One-upmanship: Your demonstration won’t convince people who are already convinced that the technique in question is, in fact, the right way to do things. There is a risk they will try to demonstrate that you are wrong by using the bad technique and making it work. Then there is a high risk they’ll be injured.

Diversity in class

We taught in small groups, two instructors with 5-6 students. In every group there were “good” students and “less good” students – those who easily picked up the skills and excelled, and those who struggled.

It was tempting to spend the majority of coaching time working with the lowest- performing students. After all, they need the most help. But this would be an error. Don’t neglect the good students.

  • The good students are also paying customers, and they deserve time and attention. Our objective isn’t to bring all students to the same level, it’s to improve them all. Even the good students should leave the course better.
  • The bad students are learning by watching you coach the good students too. For some students that’s actually more effective, since they are not defensive about feedback they hear you giving to someone else.

Peer performance is powerful. Every time a good student executes a technique properly, that’s like you doing another demo, and the bad students are learning from that.
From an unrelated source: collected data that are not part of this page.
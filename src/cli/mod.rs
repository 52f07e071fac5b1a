//! Shared CLI utilities for the gridtok binary tools.

/// Initialize tracing/logging to stderr.
///
/// If `disable` is true, no output is produced.
/// Otherwise respects `RUST_LOG` env var, defaulting to WARN.
pub fn init_logging(disable: bool) {
    use tracing_subscriber::EnvFilter;

    if disable {
        return;
    }

    let filter = EnvFilter::try_from_default_env().unwrap_or_else(|_| EnvFilter::new("warn"));

    tracing_subscriber::fmt()
        .with_env_filter(filter)
        .with_writer(std::io::stderr)
        .init();
}

#[cfg(test)]
mod tests {
    use super::*;

    #[test]
    fn test_init_logging_disabled_does_not_panic() {
        // Just smoke-test: calling with disable=true should not panic
        init_logging(true);
    }
}
//! Run configuration for the training and apply-only paths.

use std::path::PathBuf;

use serde::{Deserialize, Serialize};

use crate::error::TokenizeError;
use crate::grid::ClassId;

/// Configuration of one training run.
#[derive(Debug, Clone, Serialize, Deserialize)]
#[serde(deny_unknown_fields)]
pub struct TrainConfig {
    /// Largest class id appearing in any input cell (e.g. 255 for 8-bit
    /// inputs); the base vocabulary is `[0, base_class_max]`.
    pub base_class_max: ClassId,
    /// Number of merge iterations, i.e. the maximum number of rules.
    pub rules_to_learn: u32,
    /// Expected width of every input grid.
    pub image_width: u32,
    /// Expected height of every input grid.
    pub image_height: u32,
    /// Fan-out of the sharded output directory.
    pub bucket_modulus: u32,
    pub input_dir: PathBuf,
    pub output_dir: PathBuf,
}

impl TrainConfig {
    pub fn validate(&self) -> Result<(), TokenizeError> {
        validate_common(self.image_width, self.image_height, self.bucket_modulus)
    }

    pub fn image_size(&self) -> (u32, u32) {
        (self.image_width, self.image_height)
    }
}

/// Configuration for applying an existing rule set to a fresh corpus.
#[derive(Debug, Clone, Serialize, Deserialize)]
#[serde(deny_unknown_fields)]
pub struct ApplyConfig {
    /// Path to a `rules.dat` produced by a training run.
    pub rule_file: PathBuf,
    /// Directory of `token_NNNN.dat` shape files from the same run.
    pub token_dir: PathBuf,
    pub image_width: u32,
    pub image_height: u32,
    pub bucket_modulus: u32,
    pub input_dir: PathBuf,
    pub output_dir: PathBuf,
}

impl ApplyConfig {
    pub fn validate(&self) -> Result<(), TokenizeError> {
        validate_common(self.image_width, self.image_height, self.bucket_modulus)
    }

    pub fn image_size(&self) -> (u32, u32) {
        (self.image_width, self.image_height)
    }
}

fn validate_common(width: u32, height: u32, modulus: u32) -> Result<(), TokenizeError> {
    if width == 0 || height == 0 {
        return Err(TokenizeError::Config(format!(
            "image size must be non-zero, got {width}x{height}"
        )));
    }
    if modulus == 0 {
        return Err(TokenizeError::Config(
            "bucket modulus must be non-zero".to_string(),
        ));
    }
    Ok(())
}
I used to have the students in my group take the test in what I said was “random” order. I put “random” in quotes because it wasn’t quite random. I would secretly pick the student who I considered the best rider to go first, so the other students were seeing a demonstration of the test being done well by a peer – good for a final clarification, and to establish the confidence that it can be executed successfully.

Others?

I learned a lot from teaching adults a physical skill, and a lot of what I learned has been applicable in other coaching situations. I bet others who teach or coach have similar experiences, and I’d like to invite you to share – in your own blog, in lunchtime presentations, or in the comments section here.